Hiring is one of the most important aspects of building a successful business. It's the best way to build a healthy, high-functioning culture. And it's also one of the biggest reasons businesses fail.

Because if you're not selecting the best candidates, you're filling short-term demands while creating long-term problems. You're diluting your culture, sacrificing on your values. And you're regressing to the mean.

As a coach and licensed therapist, I have extensive personal and professional experience with interviewing. I have been trained on how to conduct interviews at an expert level and make important decisions based on the data my trained eyes observe.

Over the last five years, I've also been a candidate in well over 30 interviews for various internship positions across the US. With all of this experience on both sides of the table, I've discovered one trait that seems to separate good candidates from great ones.

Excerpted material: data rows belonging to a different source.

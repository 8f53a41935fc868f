//! Standard nonlinear benchmark model
//!
//! ```text
//! x_{t+1} = 0.5 x_t + 25 x_t / (1 + x_t²) + 8 cos(1.2 t) + v,   v ~ N(0, Q)
//! y_t     = 0.05 x_t² + e,                                     e ~ N(0, R)
//! x_0     ~ N(0, P0)
//! ```
//!
//! The bimodal measurement makes the filtering distribution multimodal,
//! which is what makes the model a common test bed for particle methods.
//! `θ = (Q, R)`; the M-step is closed-form by default and can be switched
//! to the bounded numeric search.

use nalgebra::DVector;
use rand::Rng;
use rand_distr::StandardNormal;
use serde::Serialize;

use super::linear_gaussian::{variance_pair, MIN_VARIANCE};
use crate::common::linalg::log_normal_scalar;
use crate::filter::errors::FilterError;
use crate::model::traits::{ParameterEstimation, ParticleFiltering, Smoothing};
use crate::paramest::accumulator::SufficientStatisticAccumulator;
use crate::types::{Observations, SmoothedTrajectory};

/// Deterministic part of the transition
#[inline]
pub fn transition_mean(x: f64, t: usize) -> f64 {
    0.5 * x + 25.0 * x / (1.0 + x * x) + 8.0 * (1.2 * t as f64).cos()
}

/// Noise-free measurement
#[inline]
pub fn measurement_mean(x: f64) -> f64 {
    0.05 * x * x
}

/// Scalar benchmark with a multimodal transition and a squared measurement
///
/// `x[t+1] = transition_mean(x[t], t) + v`, `y[t] = 0.05 x[t]^2 + e`, with
/// `v ~ N(0, q)`, `e ~ N(0, r)` and `x[0] ~ N(0, p0)`. The parameters are
/// `(q, r)`.
#[derive(Debug, Clone, Serialize)]
pub struct NonlinearBenchmark {
    q: f64,
    r: f64,
    p0: f64,
    analytic_mstep: bool,
}

impl NonlinearBenchmark {
    /// Model with the closed-form M-step enabled
    pub fn new(q: f64, r: f64, p0: f64) -> Self {
        Self {
            q,
            r,
            p0,
            analytic_mstep: true,
        }
    }

    /// Use the bounded numeric M-step instead of the closed form
    pub fn with_numeric_mstep(mut self) -> Self {
        self.analytic_mstep = false;
        self
    }

    /// Process noise variance
    pub fn q(&self) -> f64 {
        self.q
    }

    /// Measurement noise variance
    pub fn r(&self) -> f64 {
        self.r
    }

    fn mean_sq_process_error(&self, traj: &SmoothedTrajectory<f64>, obs: &Observations<(), f64>) -> Option<f64> {
        let mut sum = 0.0;
        let mut count = 0usize;
        for k in 0..traj.len().saturating_sub(1) {
            let t = obs.t(k);
            for (x, x_next) in traj.at(k).iter().zip(traj.at(k + 1)) {
                sum += (x_next - transition_mean(*x, t)).powi(2);
                count += 1;
            }
        }
        (count > 0).then(|| sum / count as f64)
    }

    fn mean_sq_measurement_error(&self, traj: &SmoothedTrajectory<f64>, obs: &Observations<(), f64>) -> Option<f64> {
        let mut sum = 0.0;
        let mut count = 0usize;
        for k in 0..traj.len() {
            if let Some(&y) = obs.y(k) {
                for &x in traj.at(k) {
                    sum += (measurement_mean(x) - y).powi(2);
                    count += 1;
                }
            }
        }
        (count > 0).then(|| sum / count as f64)
    }
}

impl ParticleFiltering for NonlinearBenchmark {
    type Particle = f64;
    type Noise = f64;
    type Input = ();
    type Measurement = f64;

    fn create_initial_estimate<R: Rng + ?Sized>(
        &self,
        rng: &mut R,
        n: usize,
    ) -> Result<Vec<f64>, FilterError> {
        let sd = self.p0.sqrt();
        Ok((0..n).map(|_| sd * rng.sample::<f64, _>(StandardNormal)).collect())
    }

    fn sample_process_noise<R: Rng + ?Sized>(
        &self,
        rng: &mut R,
        particles: &[f64],
        _u: Option<&()>,
        _t: usize,
    ) -> Result<Vec<f64>, FilterError> {
        let sd = self.q.sqrt();
        Ok(particles
            .iter()
            .map(|_| sd * rng.sample::<f64, _>(StandardNormal))
            .collect())
    }

    fn update(
        &self,
        particles: &mut [f64],
        _u: Option<&()>,
        noise: &[f64],
        t: usize,
    ) -> Result<(), FilterError> {
        for (x, v) in particles.iter_mut().zip(noise) {
            *x = transition_mean(*x, t) + v;
        }
        Ok(())
    }

    fn measure(
        &self,
        particles: &mut [f64],
        y: Option<&f64>,
        _t: usize,
    ) -> Result<Vec<f64>, FilterError> {
        match y {
            Some(&y) => particles
                .iter()
                .map(|&x| log_normal_scalar(measurement_mean(x) - y, self.r))
                .collect(),
            None => Ok(vec![0.0; particles.len()]),
        }
    }
}

impl Smoothing for NonlinearBenchmark {
    fn logp_xnext(
        &self,
        particles: &[f64],
        next: &f64,
        _u: Option<&()>,
        t: usize,
    ) -> Result<Vec<f64>, FilterError> {
        particles
            .iter()
            .map(|&x| log_normal_scalar(next - transition_mean(x, t), self.q))
            .collect()
    }

    fn logp_xnext_max(
        &self,
        _particles: &[f64],
        _u: Option<&()>,
        _t: usize,
    ) -> Result<Option<f64>, FilterError> {
        log_normal_scalar(0.0, self.q).map(Some)
    }
}

impl ParameterEstimation for NonlinearBenchmark {
    fn set_params(&mut self, params: &DVector<f64>) -> Result<(), FilterError> {
        let (q, r) = variance_pair(params)?;
        self.q = q;
        self.r = r;
        Ok(())
    }

    fn params(&self) -> DVector<f64> {
        DVector::from_vec(vec![self.q, self.r])
    }

    fn param_bounds(&self) -> Vec<(Option<f64>, Option<f64>)> {
        vec![(Some(MIN_VARIANCE), None); 2]
    }

    fn eval_logp_x0(&self, particles: &[f64], _t: usize) -> Result<f64, FilterError> {
        if particles.is_empty() {
            return Ok(0.0);
        }
        let total = particles
            .iter()
            .map(|&x| log_normal_scalar(x, self.p0))
            .sum::<Result<f64, FilterError>>()?;
        Ok(total / particles.len() as f64)
    }

    fn maximize_weighted_analytic(
        &self,
        stats: &SufficientStatisticAccumulator<f64>,
        obs: &Observations<(), f64>,
    ) -> Result<Option<DVector<f64>>, FilterError> {
        if !self.analytic_mstep {
            return Ok(None);
        }
        let q = stats.weighted_sum(|traj| Ok(self.mean_sq_process_error(traj, obs).unwrap_or(self.q)))?;
        let r = stats.weighted_sum(|traj| Ok(self.mean_sq_measurement_error(traj, obs).unwrap_or(self.r)))?;
        Ok(Some(DVector::from_vec(vec![
            q.max(MIN_VARIANCE),
            r.max(MIN_VARIANCE),
        ])))
    }
}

And it's much simpler than you think.

Most people believe that interviewing is complex. And it is--there are many variables to pay attention to when conducting an interview. You need to pay attention to the manifest content of the candidate's speech--what they're saying--and the latent content--the unconscious, unintended meanings of their communication.

You need to observe body language and tone. You must challenge yourself to be aware of and then bracket out your own personal biases and understand the ways in which your own lived experiences as a cultural being impacts the way you perceive others.

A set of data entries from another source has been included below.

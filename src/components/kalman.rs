//! Kalman step for the conditionally linear-Gaussian substate
//!
//! Each Rao-Blackwellized particle carries its own `(z, P)`. The model
//! supplies the per-particle matrices for the current step; this module
//! applies them:
//! - `z' = A × z + f`
//! - `P' = A × P × Aᵀ + Q`
//!
//! and, when a linear measurement relation is present, the update with
//! innovation `y - (C × z' + h)`. Covariance updates use the Joseph form
//! followed by symmetrization so that long recursions stay symmetric
//! positive semi-definite.

use nalgebra::{DMatrix, DVector};

use crate::common::linalg::{cholesky, log_gaussian_pdf_chol, symmetrize};
use crate::filter::errors::FilterError;

/// Kalman prediction, in place
///
/// `a = None` means identity dynamics, `q = None` means no process noise.
#[inline]
pub fn predict(
    z: &mut DVector<f64>,
    p: &mut DMatrix<f64>,
    a: Option<&DMatrix<f64>>,
    f: Option<&DVector<f64>>,
    q: Option<&DMatrix<f64>>,
) {
    if let Some(a) = a {
        *z = a * &*z;
        *p = a * &*p * a.transpose();
    }
    if let Some(f) = f {
        *z += f;
    }
    if let Some(q) = q {
        *p += q;
    }
    *p = symmetrize(p);
}

/// Outcome of a measurement update
#[derive(Debug, Clone)]
pub struct UpdateOutcome {
    /// Log-density of the innovation under `S`
    pub log_likelihood: f64,
    /// Innovation `y - (C × z + h)`
    pub innovation: DVector<f64>,
    /// Innovation covariance `S = C × P × Cᵀ + R`
    pub innovation_covariance: DMatrix<f64>,
}

/// Kalman measurement update, in place
///
/// Updates `(z, P)` with observation `y = C × z + h + e`, `e ~ N(0, R)`, and
/// returns the innovation log-likelihood that feeds particle weighting.
///
/// # Errors
/// `NotPositiveDefinite` if the innovation covariance has no Cholesky
/// factor, `DimensionMismatch` if the shapes disagree.
pub fn update(
    z: &mut DVector<f64>,
    p: &mut DMatrix<f64>,
    y: &DVector<f64>,
    c: &DMatrix<f64>,
    h: Option<&DVector<f64>>,
    r: &DMatrix<f64>,
) -> Result<UpdateOutcome, FilterError> {
    if c.ncols() != z.len() || c.nrows() != y.len() || r.nrows() != y.len() {
        return Err(FilterError::DimensionMismatch {
            expected: y.len(),
            actual: c.nrows(),
            context: format!(
                "Kalman update (C is {}x{}, z has {}, R is {}x{})",
                c.nrows(),
                c.ncols(),
                z.len(),
                r.nrows(),
                r.ncols()
            ),
        });
    }

    let mut y_pred = c * &*z;
    if let Some(h) = h {
        y_pred += h;
    }
    let innovation = y - y_pred;

    let s = symmetrize(&(c * &*p * c.transpose() + r));
    let chol = cholesky(&s, "innovation covariance")?;
    let log_likelihood = log_gaussian_pdf_chol(&innovation, &chol);

    // K = P Cᵀ S⁻¹, computed as (S⁻¹ C P)ᵀ since S and P are symmetric
    let k = chol.solve(&(c * &*p)).transpose();

    *z += &k * &innovation;

    let n = z.len();
    let i_minus_kc = DMatrix::identity(n, n) - &k * c;
    let joseph = &i_minus_kc * &*p * i_minus_kc.transpose() + &k * r * k.transpose();
    *p = symmetrize(&joseph);

    Ok(UpdateOutcome {
        log_likelihood,
        innovation,
        innovation_covariance: s,
    })
}

/// Time-invariant linear-Gaussian state-space model
///
/// `x_{t+1} = F x_t + w_t`, `w_t ~ N(0, Q)`;
/// `y_t = H x_t + v_t`, `v_t ~ N(0, R)`; `x_0 ~ N(m0, P0)`.
#[derive(Debug, Clone)]
pub struct LinearGaussianModel {
    /// State transition matrix `F`
    pub f: DMatrix<f64>,
    /// Process noise covariance `Q`
    pub q: DMatrix<f64>,
    /// Observation matrix `H`
    pub h: DMatrix<f64>,
    /// Observation noise covariance `R`
    pub r: DMatrix<f64>,
    /// Initial state mean
    pub m0: DVector<f64>,
    /// Initial state covariance
    pub p0: DMatrix<f64>,
}

/// Filtered moments produced by [`kalman_filter`]
#[derive(Debug, Clone)]
pub struct KalmanFilterResult {
    /// Filtered means, one per observation
    pub means: Vec<DVector<f64>>,
    /// Filtered covariances, one per observation
    pub covariances: Vec<DMatrix<f64>>,
    /// Total log-likelihood of the observed values
    pub log_likelihood: f64,
}

/// Closed-form Kalman filter
///
/// Observation `k` is applied to the prior for step `k` (the first one to
/// `N(m0, P0)` itself), so `means[k]` is `E[x_k | y_0..y_k]`. `None` entries
/// skip the update.
pub fn kalman_filter(
    model: &LinearGaussianModel,
    ys: &[Option<DVector<f64>>],
) -> Result<KalmanFilterResult, FilterError> {
    let mut z = model.m0.clone();
    let mut p = model.p0.clone();
    let mut means = Vec::with_capacity(ys.len());
    let mut covariances = Vec::with_capacity(ys.len());
    let mut log_likelihood = 0.0;

    for (k, y) in ys.iter().enumerate() {
        if k > 0 {
            predict(&mut z, &mut p, Some(&model.f), None, Some(&model.q));
        }
        if let Some(y) = y {
            log_likelihood += update(&mut z, &mut p, y, &model.h, None, &model.r)?.log_likelihood;
        }
        means.push(z.clone());
        covariances.push(p.clone());
    }

    Ok(KalmanFilterResult {
        means,
        covariances,
        log_likelihood,
    })
}

#[cfg(test)]
mod tests {
    use super::*;
    use crate::common::linalg::log_normal_scalar;

    #[test]
    fn test_predict_scalar() {
        let mut z = DVector::from_vec(vec![2.0]);
        let mut p = DMatrix::from_element(1, 1, 1.0);
        let a = DMatrix::from_element(1, 1, 0.5);
        let f = DVector::from_vec(vec![1.0]);
        let q = DMatrix::from_element(1, 1, 0.25);
        predict(&mut z, &mut p, Some(&a), Some(&f), Some(&q));
        assert!((z[0] - 2.0).abs() < 1e-12);
        assert!((p[(0, 0)] - 0.5).abs() < 1e-12);
    }

    #[test]
    fn test_update_scalar_matches_closed_form() {
        let mut z = DVector::from_vec(vec![0.0]);
        let mut p = DMatrix::from_element(1, 1, 4.0);
        let c = DMatrix::from_element(1, 1, 1.0);
        let r = DMatrix::from_element(1, 1, 1.0);
        let y = DVector::from_vec(vec![5.0]);

        let out = update(&mut z, &mut p, &y, &c, None, &r).unwrap();

        // K = 4 / 5
        assert!((z[0] - 4.0).abs() < 1e-12);
        assert!((p[(0, 0)] - 0.8).abs() < 1e-12);
        assert!((out.log_likelihood - log_normal_scalar(5.0, 5.0).unwrap()).abs() < 1e-12);
    }

    #[test]
    fn test_update_with_offset() {
        let mut z = DVector::from_vec(vec![1.0]);
        let mut p = DMatrix::from_element(1, 1, 1.0);
        let c = DMatrix::from_element(1, 1, 2.0);
        let h = DVector::from_vec(vec![3.0]);
        let r = DMatrix::from_element(1, 1, 1.0);
        // Prediction is exactly the observation: mean must not move.
        let y = DVector::from_vec(vec![5.0]);
        update(&mut z, &mut p, &y, &c, Some(&h), &r).unwrap();
        assert!((z[0] - 1.0).abs() < 1e-12);
        assert!((p[(0, 0)] - 0.2).abs() < 1e-12);
    }

    #[test]
    fn test_update_rejects_bad_noise() {
        let mut z = DVector::from_vec(vec![0.0]);
        let mut p = DMatrix::from_element(1, 1, 0.0);
        let c = DMatrix::from_element(1, 1, 1.0);
        let r = DMatrix::from_element(1, 1, -1.0);
        let y = DVector::from_vec(vec![1.0]);
        let err = update(&mut z, &mut p, &y, &c, None, &r).unwrap_err();
        assert!(matches!(err, FilterError::NotPositiveDefinite { .. }));
    }

    #[test]
    fn test_update_rejects_dimension_mismatch() {
        let mut z = DVector::from_vec(vec![0.0, 0.0]);
        let mut p = DMatrix::identity(2, 2);
        let c = DMatrix::from_element(1, 1, 1.0);
        let r = DMatrix::from_element(1, 1, 1.0);
        let y = DVector::from_vec(vec![1.0]);
        let err = update(&mut z, &mut p, &y, &c, None, &r).unwrap_err();
        assert!(matches!(err, FilterError::DimensionMismatch { .. }));
    }

    #[test]
    fn test_covariance_stays_symmetric() {
        let mut z = DVector::from_vec(vec![0.0, 0.0]);
        let mut p = DMatrix::identity(2, 2);
        let a = DMatrix::from_row_slice(2, 2, &[1.0, 0.1, 0.0, 1.0]);
        let q = DMatrix::from_row_slice(2, 2, &[0.01, 0.002, 0.002, 0.02]);
        let c = DMatrix::from_row_slice(1, 2, &[1.0, 0.0]);
        let r = DMatrix::from_element(1, 1, 0.5);
        for k in 0..500 {
            predict(&mut z, &mut p, Some(&a), None, Some(&q));
            let y = DVector::from_vec(vec![(k as f64 * 0.1).sin()]);
            update(&mut z, &mut p, &y, &c, None, &r).unwrap();
        }
        assert_eq!(p, p.transpose());
        assert!(p.clone().cholesky().is_some());
    }

    #[test]
    fn test_kalman_filter_missing_observation() {
        let model = LinearGaussianModel {
            f: DMatrix::identity(1, 1),
            q: DMatrix::from_element(1, 1, 1.0),
            h: DMatrix::identity(1, 1),
            r: DMatrix::from_element(1, 1, 1.0),
            m0: DVector::zeros(1),
            p0: DMatrix::from_element(1, 1, 1.0),
        };
        let ys = vec![Some(DVector::from_vec(vec![1.0])), None];
        let out = kalman_filter(&model, &ys).unwrap();
        assert!((out.means[0][0] - 0.5).abs() < 1e-12);
        // Pure prediction: mean unchanged, variance grows by Q.
        assert!((out.means[1][0] - 0.5).abs() < 1e-12);
        assert!((out.covariances[1][(0, 0)] - 1.5).abs() < 1e-12);
    }
}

And, if you're really good, you need to decipher how the candidate thinks. Yes, past behavior is the best predictor of future behavior--and that's important--but if you don't understand why the person did what they did, you won't know how they'll perform in their new role.

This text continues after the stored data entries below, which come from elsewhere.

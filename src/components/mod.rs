//! Core algorithmic components
//!
//! This module provides the shared building blocks used by the filters and
//! smoothers:
//!
//! - [`kalman`] - Per-particle Kalman predict/update and a closed-form reference filter
//! - [`resampling`] - Log-weight normalization, effective sample size, resampling

pub mod kalman;
pub mod resampling;

pub use kalman::{kalman_filter, KalmanFilterResult, LinearGaussianModel};
pub use resampling::{effective_sample_size, systematic_resample};
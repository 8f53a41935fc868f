//! Rao-Blackwellized mixed linear/nonlinear Gaussian models
//!
//! The state splits into a nonlinear part `ξ`, carried by particles, and a
//! part `z` that is linear-Gaussian given the `ξ` path, carried by a
//! per-particle Kalman filter:
//!
//! ```text
//! ξ_{t+1} = f_ξ(ξ_t) + A_ξ(ξ_t) z_t + v_ξ,   v_ξ ~ N(0, Q_ξ(ξ_t))
//! z_{t+1} = f_z(ξ_t) + A_z(ξ_t) z_t + v_z,   v_z ~ N(0, Q_z(ξ_t))
//! y_t     = h(ξ_t)   + C(ξ_t) z_t   + e,     e   ~ N(0, R(ξ_t))
//! ```
//!
//! `v_ξ` and `v_z` are independent. A model implements [`MixedNlGaussian`];
//! [`RaoBlackwellized`] turns it into a filterable, smoothable model.

use nalgebra::{DMatrix, DVector};
use rand::Rng;
use rand_distr::StandardNormal;

use super::lookahead::{first_stage_weights, LookAhead};
use super::traits::{MaybeSync, ParameterEstimation, ParticleFiltering, Smoothing};
use crate::common::linalg::{
    block_diag, cholesky, log_gaussian_pdf, log_gaussian_peak, sample_gaussian_psd, vstack,
};
use crate::components::kalman;
use crate::filter::errors::FilterError;

/// Matrices for a batch of particles: one shared value or one per particle
#[derive(Debug, Clone)]
pub enum Batch<T> {
    /// Same value for every particle
    Shared(T),
    /// Indexed by particle id
    PerParticle(Vec<T>),
}

impl<T> Batch<T> {
    /// Value for particle `i`
    #[inline]
    pub fn get(&self, i: usize) -> &T {
        match self {
            Batch::Shared(v) => v,
            Batch::PerParticle(vs) => &vs[i],
        }
    }

    fn check_len(&self, n: usize, context: &str) -> Result<(), FilterError> {
        match self {
            Batch::PerParticle(vs) if vs.len() != n => Err(FilterError::DimensionMismatch {
                expected: n,
                actual: vs.len(),
                context: context.to_string(),
            }),
            _ => Ok(()),
        }
    }
}

fn get<T>(batch: &Option<Batch<T>>, i: usize) -> Option<&T> {
    batch.as_ref().map(|b| b.get(i))
}

fn check<T>(batch: &Option<Batch<T>>, n: usize, context: &str) -> Result<(), FilterError> {
    batch.as_ref().map_or(Ok(()), |b| b.check_len(n, context))
}

/// Transition of one layer for a batch of particles: `x' = f + A z + v`
#[derive(Debug, Clone, Default)]
pub struct PredictionDynamics {
    /// Coupling to the previous linear state
    pub a: Option<Batch<DMatrix<f64>>>,
    /// Offset
    pub f: Option<Batch<DVector<f64>>>,
    /// Process noise covariance
    pub q: Option<Batch<DMatrix<f64>>>,
}

impl PredictionDynamics {
    /// Dynamics shared by every particle
    pub fn shared(
        a: Option<DMatrix<f64>>,
        f: Option<DVector<f64>>,
        q: Option<DMatrix<f64>>,
    ) -> Self {
        Self {
            a: a.map(Batch::Shared),
            f: f.map(Batch::Shared),
            q: q.map(Batch::Shared),
        }
    }

    fn validate(&self, n: usize, layer: &str) -> Result<(), FilterError> {
        check(&self.a, n, layer)?;
        check(&self.f, n, layer)?;
        check(&self.q, n, layer)
    }
}

/// Dynamics of the nonlinear layer `ξ`; `a = None` means `ξ` does not
/// depend on `z`
pub type NonlinearDynamics = PredictionDynamics;

/// Dynamics of the linear layer `z`; `a = None` means identity
pub type LinearDynamics = PredictionDynamics;

/// Measurement relation `y = h + C z + e` for a batch of particles
#[derive(Debug, Clone, Default)]
pub struct MeasurementDynamics {
    /// Coupling to the linear state, `None` = measurement ignores `z`
    pub c: Option<Batch<DMatrix<f64>>>,
    /// Offset
    pub h: Option<Batch<DVector<f64>>>,
    /// Measurement noise covariance
    pub r: Option<Batch<DMatrix<f64>>>,
}

impl MeasurementDynamics {
    /// Measurement relation shared by every particle
    pub fn shared(
        c: Option<DMatrix<f64>>,
        h: Option<DVector<f64>>,
        r: Option<DMatrix<f64>>,
    ) -> Self {
        Self {
            c: c.map(Batch::Shared),
            h: h.map(Batch::Shared),
            r: r.map(Batch::Shared),
        }
    }

    pub(crate) fn validate(&self, n: usize) -> Result<(), FilterError> {
        check(&self.c, n, "measurement dynamics")?;
        check(&self.h, n, "measurement dynamics")?;
        check(&self.r, n, "measurement dynamics")
    }

    /// Predicted measurement `h + C z` for particle `i`, without noise
    pub(crate) fn predict(&self, i: usize, z: &DVector<f64>, y_dim: usize) -> DVector<f64> {
        let mut out = get(&self.h, i).cloned().unwrap_or_else(|| DVector::zeros(y_dim));
        if let Some(c) = get(&self.c, i) {
            out += c * z;
        }
        out
    }

    pub(crate) fn noise(&self, i: usize) -> Result<&DMatrix<f64>, FilterError> {
        get(&self.r, i).ok_or(FilterError::MissingCapability {
            capability: "measurement noise covariance",
        })
    }

    pub(crate) fn coupling(&self, i: usize) -> Option<&DMatrix<f64>> {
        get(&self.c, i)
    }
}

All of these complex processes take years to master. And yet, one trait that I believe is often overlooked helps employers make better hiring decisions, even if they aren't professionally-trained psychologists.

The one undervalued trait that employers must look for in prospective employees is mindfulness.

Mindfulness, or the quality of present-awareness cultivated through meditation, is crucial to success in the modern world.

American workers live in hyper-stimulated environments. Surrounded by interactive screens, most individuals walk through each day not realizing how much excessive noise is entering their minds.

They do the best they can to focus on their work, while also thinking about 100 other things that they need to do. While they're sitting on their workplace computers, assuming that they aren't, at that very second, checking social media, they are likely following their stream of consciousness no matter where it goes.

When you live your life inside the thought-stream, you have no idea what it's like to sit on the riverbank and witness the water's movement. To watch each thought arrive and then flow away like leaves on the stream. To find stillness and peace between moments of chaos.

But when you practice deepening your state of presence, you're able to bring more attention to each moment. To become a better listener, a more efficient worker, and you develop more efficient emotional regulation.

Mindfulness makes you a better employee. You get sick less, have improved distress tolerance, and can retain more information in a shorter amount of time than others without this trait.

Mindfulness also makes you a better person.

You're able to more clearly convey your thoughts and feelings. And you have the ability to listen to others with more compassion than individuals who are so consumed by their own thoughts that they can't possibly listen to someone else.

During an interview, you can notice the felt-sense of mindfulness.

Is the candidate tracking your questions? Do they have the ability to recall and integrate something you said earlier in the day into their responses? Do you feel their grounded self-assurance and genuine confidence? Do they demonstrate an ability to listen and make you feel heard?

You could even ask them about whether or not they practice meditation. Whether your company values mindfulness or the qualities of mindful employees, it's important that you integrate this component into your interviews.

The trait of mindfulness is the single most undervalued and overlooked trait in hiring. But I promise it won't stay that way for long.

Start prioritizing mindfulness in your hiring practices so that you can build an amazing culture with the best possible employees.